Canada's red-hot housing hubs are fundamentally unstable

These bubbles are liable to burst any time soon

Canada's red-hot housing hubs are fundamentally unstable

A newly released analysis by Swiss multinational investment bank UBS identified Toronto and Vancouver – along with 4 other major urban areas elsewhere in the world – as fundamentally unstable housing bubbles that might significantly pull their respective national economies downward in the near future.

In the annual study that looked at salaries, home and rental prices, mortgage debt, and several other elements, the bank scored Toronto a 1.95 and Vancouver a 1.92.

The UBS metric considers any housing market scored above 1.5 as extremely overvalued and already deep into bubble territory.

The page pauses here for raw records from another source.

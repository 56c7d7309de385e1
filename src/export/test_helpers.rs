//! Shared fixtures for report writer tests.

use chrono::{DateTime, TimeZone, Utc};

use crate::github::RepositoryRecord;

/// Builder for [`RepositoryRecord`] values with a fixed default timestamp.
#[must_use]
pub struct RecordBuilder {
    name: String,
    description: Option<String>,
    stars: u64,
    updated_at: DateTime<Utc>,
}

impl RecordBuilder {
    pub fn new(name: &str) -> Self {
        Self {
            name: name.to_owned(),
            description: None,
            stars: 0,
            updated_at: Utc
                .with_ymd_and_hms(2025, 6, 10, 7, 25, 32)
                .single()
                .expect("valid default timestamp"),
        }
    }

    pub fn description(mut self, description: &str) -> Self {
        self.description = Some(description.to_owned());
        self
    }

    pub const fn stars(mut self, stars: u64) -> Self {
        self.stars = stars;
        self
    }

    pub fn updated_at(mut self, raw: &str) -> Self {
        self.updated_at = crate::github::models::parse_github_timestamp(raw)
            .expect("test timestamp should parse");
        self
    }

    pub fn build(self) -> RepositoryRecord {
        RepositoryRecord {
            name: self.name,
            description: self.description,
            stars: self.stars,
            updated_at: self.updated_at,
        }
    }
}

/// Runs a writer against an in-memory buffer and returns the UTF-8 output.
pub fn render<F>(write: F) -> String
where
    F: FnOnce(&mut Vec<u8>) -> Result<(), crate::github::ReportError>,
{
    let mut buffer = Vec::new();
    write(&mut buffer).expect("writing to a Vec should succeed");
    String::from_utf8(buffer).expect("report output should be UTF-8")
}
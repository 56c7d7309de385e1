//! Shared Tokio runtime helper for integration tests.
//!
//! The report client is blocking, so steps call it from the test thread while
//! the Wiremock server keeps running on this runtime's workers.

use std::cell::RefCell;
use std::io;
use std::rc::Rc;

use rstest_bdd::Slot;
use tokio::runtime::Runtime;
use wiremock::MockServer;

/// Shared runtime wrapper that can be stored in an `rstest-bdd` Slot.
#[derive(Clone)]
pub struct SharedRuntime(Rc<RefCell<Runtime>>);

impl SharedRuntime {
    pub fn new(runtime: Runtime) -> Self {
        Self(Rc::new(RefCell::new(runtime)))
    }

    pub fn block_on<F: std::future::Future>(&self, future: F) -> F::Output {
        self.0.borrow().block_on(future)
    }
}

/// Ensures a Tokio runtime and Wiremock server are initialised.
///
/// # Errors
///
/// Returns an error if the Tokio runtime cannot be created or if the slots behave unexpectedly.
pub fn ensure_runtime_and_server(
    runtime: &Slot<SharedRuntime>,
    server: &Slot<Rc<MockServer>>,
) -> Result<SharedRuntime, io::Error> {
    if runtime.with_ref(|_| ()).is_none() {
        runtime.set(SharedRuntime::new(Runtime::new()?));
    }

    let shared_runtime = runtime
        .get()
        .ok_or_else(|| io::Error::other("runtime not initialised after set"))?;

    if server.with_ref(|_| ()).is_none() {
        server.set(Rc::new(shared_runtime.block_on(MockServer::start())));
    }

    Ok(shared_runtime)
}
//! CLI operation handlers.
//!
//! - [`recent_report`]: collect recently updated repositories and write the
//!   report
//!
//! Output formatting utilities are in [`output`].

pub mod output;
pub mod recent_report;
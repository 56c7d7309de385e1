//! Diagnostic logging setup.
//!
//! Events go to stderr so they never interleave with the summary line on
//! stdout. `RUST_LOG` takes precedence over the configured level.

use std::io;

use tracing_subscriber::prelude::*;
use tracing_subscriber::{EnvFilter, fmt};

use crate::github::ReportError;

/// Builds the event filter from `RUST_LOG`, falling back to `level`.
///
/// # Errors
///
/// Returns [`ReportError::Configuration`] when `RUST_LOG` is unset or invalid
/// and `level` is not a valid filter directive either.
pub fn build_filter(level: &str) -> Result<EnvFilter, ReportError> {
    EnvFilter::try_from_default_env()
        .or_else(|_| EnvFilter::try_new(level))
        .map_err(|error| ReportError::Configuration {
            message: format!("invalid log level '{level}': {error}"),
        })
}

/// Installs the global subscriber.
///
/// # Errors
///
/// Returns [`ReportError::Configuration`] when the filter is invalid or a
/// global subscriber is already installed.
pub fn init(level: &str) -> Result<(), ReportError> {
    let subscriber = tracing_subscriber::registry()
        .with(build_filter(level)?)
        .with(fmt::layer().compact().with_target(false).with_writer(io::stderr));

    tracing::subscriber::set_global_default(subscriber).map_err(|error| {
        ReportError::Configuration {
            message: format!("failed to install log subscriber: {error}"),
        }
    })
}
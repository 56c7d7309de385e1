//! Recently updated repository report operation.

use std::io::{self, Write};

use chrono::{DateTime, Utc};
use recent_repos::collector::{collect_recent, lookback_cutoff};
use recent_repos::export::write_report;
use recent_repos::{ClientConfig, GitHubClient, RecentReposConfig, ReportError, RepositoryPageSource};

use super::output::write_report_summary;

/// Collects the configured organization's recent repositories and writes the
/// report, printing a summary line to stdout.
///
/// # Errors
///
/// Returns [`ReportError::Configuration`] if the configuration is invalid,
/// [`ReportError::RateLimitExhausted`] if GitHub stops serving requests, and
/// the other variants for network, API, decode, or file failures.
pub fn run(config: &RecentReposConfig) -> Result<(), ReportError> {
    let mut stdout = io::stdout().lock();
    run_with_source_builder(config, Utc::now(), GitHubClient::new, &mut stdout)
}

/// Runs the report using a custom page source builder and clock reading.
///
/// This function is exposed for testing with mock sources.
pub fn run_with_source_builder<S, F, W>(
    config: &RecentReposConfig,
    now: DateTime<Utc>,
    build_source: F,
    writer: &mut W,
) -> Result<(), ReportError>
where
    S: RepositoryPageSource,
    F: FnOnce(ClientConfig) -> Result<S, ReportError>,
    W: Write,
{
    config.validate()?;
    let org = config.organization()?;
    let client_config = config.client_config()?;
    let start_url = client_config.org_repos_url(org.as_str(), config.per_page)?;
    let cutoff = lookback_cutoff(now, config.days);

    tracing::info!(
        org = org.as_str(),
        days = config.days,
        %cutoff,
        authenticated = client_config.token.is_some(),
        "collecting recently updated repositories"
    );

    let source = build_source(client_config)?;
    let collection = collect_recent(&source, start_url.as_str(), cutoff)?;

    tracing::info!(
        pages = collection.pages_fetched,
        records = collection.records.len(),
        skipped = collection.skipped,
        stopped_early = collection.stopped_early,
        "collection finished"
    );

    let destination = config.destination();
    write_report(&destination, &collection.records)?;
    write_report_summary(writer, collection.records.len(), destination.path())
}
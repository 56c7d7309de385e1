//! GitHub organization repository listing.
//!
//! This module talks to the REST endpoint that lists an organization's public
//! repositories. It builds requests from an explicit [`ClientConfig`], follows
//! `Link` pagination, and reads the `X-RateLimit-*` headers so callers can
//! stop once the allowance runs out. Failures are mapped into [`ReportError`]
//! variants that carry the process exit status.

pub mod client;
pub mod error;
pub mod locator;
pub mod models;
pub mod pagination;
pub mod rate_limit;

pub use client::{ClientConfig, GitHubClient, RepositoryPage, RepositoryPageSource};
pub use error::ReportError;
pub use locator::{OrganizationLogin, PersonalAccessToken};
pub use models::{ApiRepository, RepositoryRecord};
pub use pagination::PageLinks;
pub use rate_limit::RateLimitInfo;

#[cfg(test)]
pub use client::MockRepositoryPageSource;
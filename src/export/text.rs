//! Fixed-width table formatter for repository reports.
//!
//! Produces a header line, a dashed rule of the same width, and one row per
//! record. Lines are separated by `\n` with no trailing newline after the
//! last row.

use std::io::Write;

use crate::github::error::io_error;
use crate::github::{ReportError, RepositoryRecord};

/// Width of the repository name column. Longer names are truncated.
pub const NAME_WIDTH: usize = 40;
/// Width of the right-aligned star count column.
pub const STARS_WIDTH: usize = 5;
/// Width of the left-aligned timestamp column.
pub const UPDATED_WIDTH: usize = 20;

const COLUMN_GAP: &str = "  ";

/// Writes the records as a fixed-width table.
///
/// Newlines inside descriptions are flattened to spaces and the result is
/// trimmed so every record occupies exactly one line.
///
/// # Errors
///
/// Returns [`ReportError::Io`] if writing to the output fails.
pub fn write_text<W: Write>(
    writer: &mut W,
    records: &[RepositoryRecord],
) -> Result<(), ReportError> {
    let header = header_line();
    let rule = "-".repeat(header.chars().count());

    write!(writer, "{header}\n{rule}").map_err(|e| io_error(&e))?;
    for record in records {
        write!(writer, "\n{}", row_line(record)).map_err(|e| io_error(&e))?;
    }

    Ok(())
}

fn header_line() -> String {
    format!(
        "{:<NAME_WIDTH$}{COLUMN_GAP}{:>STARS_WIDTH$}{COLUMN_GAP}{:<UPDATED_WIDTH$}{COLUMN_GAP}Description",
        "Repository", "Stars", "Last updated",
    )
}

fn row_line(record: &RepositoryRecord) -> String {
    let name: String = record.name.chars().take(NAME_WIDTH).collect();
    let description = record
        .description
        .as_deref()
        .unwrap_or_default()
        .replace('\n', " ");

    format!(
        "{name:<NAME_WIDTH$}{COLUMN_GAP}{stars:>STARS_WIDTH$}{COLUMN_GAP}{updated:<UPDATED_WIDTH$}{COLUMN_GAP}{description}",
        stars = record.stars,
        updated = record.updated_at_display(),
        description = description.trim(),
    )
}
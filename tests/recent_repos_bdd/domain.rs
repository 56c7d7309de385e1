//! Domain wrapper types for the recent repository report BDD tests.

use std::str::FromStr;

/// Page number for pagination (1-based).
#[derive(Debug, Clone, Copy, PartialEq, Eq)]
pub(crate) struct PageNumber(u32);

impl PageNumber {
    pub(crate) const fn value(self) -> u32 {
        self.0
    }
}

impl FromStr for PageNumber {
    type Err = String;

    fn from_str(s: &str) -> Result<Self, Self::Err> {
        let value = s.parse::<u32>().map_err(|error| error.to_string())?;
        if value == 0 {
            return Err("PageNumber must be >= 1".to_owned());
        }

        Ok(Self(value))
    }
}

/// Comma-separated list of "days before now" offsets, one per repository.
#[derive(Debug, Clone, PartialEq, Eq)]
pub(crate) struct DayOffsets(Vec<i64>);

impl DayOffsets {
    pub(crate) fn values(&self) -> &[i64] {
        &self.0
    }
}

impl FromStr for DayOffsets {
    type Err = std::num::ParseIntError;

    fn from_str(s: &str) -> Result<Self, Self::Err> {
        s.split(',')
            .map(|part| part.trim().parse::<i64>())
            .collect::<Result<Vec<_>, _>>()
            .map(Self)
    }
}
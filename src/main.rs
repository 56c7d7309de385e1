//! Recent repository report CLI entrypoint.

mod cli;

use std::io;
use std::process::ExitCode;

use ortho_config::OrthoConfig;
use recent_repos::{RecentReposConfig, ReportError, logging};

fn main() -> ExitCode {
    match run() {
        Ok(()) => ExitCode::SUCCESS,
        Err(error) => {
            tracing::debug!(?error, "run failed");
            ExitCode::from(cli::output::report_failure(&mut io::stderr().lock(), &error))
        }
    }
}

fn run() -> Result<(), ReportError> {
    let config = load_config()?;
    logging::init(&config.log_level)?;
    cli::recent_report::run(&config)
}

/// Loads configuration from CLI, environment, and files.
///
/// # Errors
///
/// Returns [`ReportError::Configuration`] when ortho-config fails to parse
/// arguments or load configuration files.
fn load_config() -> Result<RecentReposConfig, ReportError> {
    RecentReposConfig::load().map_err(|error| ReportError::Configuration {
        message: error.to_string(),
    })
}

A price analysis released by The Economist in mid-August had a similar conclusion, finding that Canadian real estate is valued 56% higher than it should be.

This placed Canada as the 3rd most overvalued nation globally in terms of housing values, just behind New Zealand and Australia.

Read more: Housing misery is the Canadian young adult’s lot – study

Residential properties in Toronto and Vancouver are becoming increasingly out of reach of the average Canadian. The UBS study determined that workers in the median salary range in Toronto would need more than 6 years’ worth of earnings to buy a house at the average price point, and 25 years of rental activity to make up for the cost of an investment property.

Meanwhile, Vancouver’s median earners would need 9 and 34 years respectively to justify their purchases.

“Investors anticipate being compensated with capital gains for overly low rental yields,” UBS said, as quoted by CBC News. “If such hopes do not materialize and expectations deteriorate, homeowners in markets with high price-to-rent multiples are likely to suffer significant capital losses.”